Two months ago Brigadier Mirza Hasan Mostofi al-Mamaleki had commanded a Brigade, now he commanded the equivalent of a division-sized force comprising the equivalent of two armoured brigades supported by several battalions of variously mechanised infantry; in total some twenty thousand men and around two hundred tanks, including a hundred British built and supplied Centurions. This force, deployed around Khorramshahr and within Carver’s Commonwealth Abadan Defence Area, had been further strengthened by its expansion eastward to take in the supplies and munitions dumps of the units which had ‘come over’ to al-Mamaleki in the last few days.

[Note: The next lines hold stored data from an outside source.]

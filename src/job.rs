//! ジョブレジストリとフォアグラウンド待機ゲート。
//!
//! 固定容量のスロットテーブル（[`JobTable`]）でジョブを管理し、
//! Mutex + Condvar のラッパー（[`Jobs`]）でメインループとシグナル消費スレッドの
//! 両方から共有する。フォアグラウンド待機（[`Jobs::wait_for_fg`]）は
//! レジストリ更新と同じロック下で条件を判定するため、wakeup の取りこぼしがない。

use std::sync::{Condvar, Mutex, MutexGuard};

use libc::pid_t;

/// ジョブテーブルの固定容量。超過時は追加を拒否する（クラッシュしない）。
pub const MAX_JOBS: usize = 16;

/// 保存するコマンド文字列の最大バイト数。超過分は切り詰める。
pub const MAX_CMDLINE: usize = 1024;

// ── データ構造 ───────────────────────────────────────────────────────

/// ジョブの実行状態。
#[derive(Debug, Clone, Copy, PartialEq, Eq)]
pub enum JobState {
    /// メインループをブロックしている唯一のジョブ。
    Foreground,
    /// `&` で起動されたか `bg` で再開されたジョブ。
    Background,
    /// SIGTSTP / SIGSTOP で停止中。SIGCONT で再開される。
    Stopped,
}

impl JobState {
    /// `jobs` 出力用の状態ラベル。
    pub fn label(self) -> &'static str {
        match self {
            JobState::Foreground => "Foreground",
            JobState::Background => "Running",
            JobState::Stopped => "Stopped",
        }
    }
}

/// ジョブレコード。占有スロットの pid と jid は常に正。
#[derive(Debug, Clone)]
pub struct Job {
    /// OS のプロセス ID。`kill(-pid, sig)` のプロセスグループ宛先にも使う。
    pub pid: pid_t,
    /// シェルが割り当てるジョブ番号。`%N` でユーザから参照される。
    pub jid: u32,
    /// 現在の実行状態。
    pub state: JobState,
    /// 表示用コマンド文字列（入力行そのまま、最大 [`MAX_CMDLINE`] バイト）。
    pub cmdline: String,
}

// ── JobTable ─────────────────────────────────────────────────────────

/// ジョブテーブル本体。固定長スロットの線形走査で全操作を行う。
///
/// どの操作もブロックしないため、シグナル消費スレッドからロック越しに
/// 呼んでも安全。対話シェルのワーキングセットは小さいので線形走査で足りる。
pub struct JobTable {
    slots: [Option<Job>; MAX_JOBS],
    next_jid: u32,
    verbose: bool,
}

impl JobTable {
    pub fn new(verbose: bool) -> Self {
        Self {
            slots: std::array::from_fn(|_| None),
            next_jid: 1,
            verbose,
        }
    }

    /// 全スロットを空にし、jid カウンタを 1 に戻す。
    pub fn clear(&mut self) {
        self.slots = std::array::from_fn(|_| None);
        self.next_jid = 1;
    }

    /// jid が占有スロットで使用中か。
    fn jid_in_use(&self, jid: u32) -> bool {
        self.slots.iter().flatten().any(|job| job.jid == jid)
    }

    /// 次のジョブ番号を割り当てる。カウンタ位置から昇順に探し、
    /// MAX_JOBS を超えたら 1 に巻き戻す。使用中の jid はスキップする。
    ///
    /// 呼び出し前に空きスロットの存在を確認している（占有数 < MAX_JOBS）ため
    /// 探索は必ず停止する。
    fn alloc_jid(&mut self) -> u32 {
        // remove() の再計算でカウンタが容量を超えていることがある
        let mut jid = self.next_jid;
        if jid > MAX_JOBS as u32 {
            jid = 1;
        }
        while self.jid_in_use(jid) {
            jid += 1;
            if jid > MAX_JOBS as u32 {
                jid = 1;
            }
        }
        self.next_jid = if jid + 1 > MAX_JOBS as u32 { 1 } else { jid + 1 };
        jid
    }

    /// ジョブを追加する。成功時は true。
    ///
    /// `pid < 1` は拒否。テーブル満杯時は診断を出力して false を返し、
    /// 既存スロットには一切触れない。
    pub fn add(&mut self, pid: pid_t, state: JobState, cmdline: &str) -> bool {
        if pid < 1 {
            return false;
        }
        let Some(idx) = self.slots.iter().position(|s| s.is_none()) else {
            println!("Tried to create too many jobs");
            return false;
        };

        let jid = self.alloc_jid();

        // 文字境界を保って MAX_CMDLINE バイトに切り詰める
        let mut end = MAX_CMDLINE.min(cmdline.len());
        while !cmdline.is_char_boundary(end) {
            end -= 1;
        }

        let job = Job {
            pid,
            jid,
            state,
            cmdline: cmdline[..end].to_string(),
        };
        if self.verbose {
            println!("Added job [{}] {} {}", job.jid, job.pid, job.cmdline);
        }
        self.slots[idx] = Some(job);
        true
    }

    /// pid のジョブを削除する。見つからなければ黙って false。
    ///
    /// 削除後の jid カウンタは「使用中の最大 jid + 1」に再計算され、
    /// 空いた番号ができるだけ小さい値から再利用される。
    pub fn remove(&mut self, pid: pid_t) -> bool {
        if pid < 1 {
            return false;
        }
        for slot in &mut self.slots {
            if matches!(slot, Some(job) if job.pid == pid) {
                *slot = None;
                self.next_jid = self.max_jid() + 1;
                return true;
            }
        }
        false
    }

    /// 使用中の最大 jid。空テーブルなら 0。
    fn max_jid(&self) -> u32 {
        self.slots
            .iter()
            .flatten()
            .map(|job| job.jid)
            .max()
            .unwrap_or(0)
    }

    /// pid でジョブを検索する。不在は正常な結果。
    pub fn get_by_pid(&self, pid: pid_t) -> Option<&Job> {
        if pid < 1 {
            return None;
        }
        self.slots.iter().flatten().find(|job| job.pid == pid)
    }

    /// pid でジョブを検索する（可変参照）。
    pub fn get_mut_by_pid(&mut self, pid: pid_t) -> Option<&mut Job> {
        if pid < 1 {
            return None;
        }
        self.slots.iter_mut().flatten().find(|job| job.pid == pid)
    }

    /// jid でジョブを検索する。
    pub fn get_by_jid(&self, jid: u32) -> Option<&Job> {
        if jid < 1 {
            return None;
        }
        self.slots.iter().flatten().find(|job| job.jid == jid)
    }

    /// jid でジョブを検索する（可変参照）。
    pub fn get_mut_by_jid(&mut self, jid: u32) -> Option<&mut Job> {
        if jid < 1 {
            return None;
        }
        self.slots.iter_mut().flatten().find(|job| job.jid == jid)
    }

    /// pid → jid 変換。不在なら 0。
    pub fn pid_to_jid(&self, pid: pid_t) -> u32 {
        self.get_by_pid(pid).map(|job| job.jid).unwrap_or(0)
    }

    /// フォアグラウンドジョブの pid。高々 1 件。
    pub fn fg_pid(&self) -> Option<pid_t> {
        self.slots
            .iter()
            .flatten()
            .find(|job| job.state == JobState::Foreground)
            .map(|job| job.pid)
    }

    /// 占有ジョブ数。
    pub fn len(&self) -> usize {
        self.slots.iter().flatten().count()
    }

    pub fn is_empty(&self) -> bool {
        self.len() == 0
    }

    /// `jobs` ビルトイン用の表示行。テーブル順に 1 ジョブ 1 行。
    pub fn list(&self) -> Vec<String> {
        self.slots
            .iter()
            .flatten()
            .map(|job| {
                format!(
                    "[{}] ({}) {} {}",
                    job.jid,
                    job.pid,
                    job.state.label(),
                    job.cmdline
                )
            })
            .collect()
    }
}

// ── 共有ハンドルと待機ゲート ─────────────────────────────────────────

/// プロセス全体で共有されるジョブレジストリ。
///
/// メインループ（起動・ビルトイン）とシグナル消費スレッド（reap・中継）の両方が
/// [`Jobs::lock`] で同じ Mutex を取るため、複数ステップの更新はロック保持で
/// 原子的に見える。更新後は [`Jobs::notify`] で待機ゲートを起こす。
pub struct Jobs {
    table: Mutex<JobTable>,
    changed: Condvar,
}

impl Jobs {
    pub fn new(verbose: bool) -> Self {
        Self {
            table: Mutex::new(JobTable::new(verbose)),
            changed: Condvar::new(),
        }
    }

    /// テーブルをロックする。
    pub fn lock(&self) -> MutexGuard<'_, JobTable> {
        self.table.lock().unwrap()
    }

    /// レジストリ更新後に待機ゲートへ通知する。シグナル消費スレッドが
    /// reap / 状態変更のたびに呼ぶ。
    pub fn notify(&self) {
        self.changed.notify_all();
    }

    /// フォアグラウンド待機ゲート。
    ///
    /// `pid` がフォアグラウンドでなくなるまでブロックする。終了・シグナル死で
    /// レジストリから削除された場合も、SIGTSTP で Stopped に降格した場合も返る。
    /// 条件判定は更新側と同じ Mutex 下で行うため missed-wakeup は起きない。
    pub fn wait_for_fg(&self, pid: pid_t) {
        let mut table = self.lock();
        while table.fg_pid() == Some(pid) {
            table = self.changed.wait(table).unwrap();
        }
    }
}

// ── Tests ───────────────────────────────────────────────────────────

Unfortunately, this was the only good news anywhere within Michael Carver’s Persian Gulf Command.

  “The greater part of the west and south of the Damman-Dhahran urban area is in ruins,” he reported to his friend.

  Al-Mamaleki was a tall, handsome, Sandhurst-educated man in his early forties with a lovingly tended moustache in the old luxuriant style, wearing battlefield fatigues cut by his long dead Savile Row tailor specifically designed to draw the eye to his lean, muscular frame. Carver always felt as if he was in the presence of a ‘real, fighting soldier’ when he was in al-Mamaleki’s presence; and very aware that he himself cut a somewhat bookish, scholarly figure in comparison notwithstanding that of the two men he had the vastly greater combat experience.

  Carver had been with the 8th Army - XXX Corps - in the Western Desert, served with Montgommery, fought in Tunisia, Sicily, Italy and Germany in Hitler’s War and subsequently in several of Britain’s unpleasant bush fire colonial wars. A cerebral man who thought deeply about the profession of arms he recognised in his Iranian friend exactly the man he needed to strike the decisive blow, if and when Operation Lightfoot, the plan he had first put to the Chiefs of Staff in Oxford in April was ever to be executed.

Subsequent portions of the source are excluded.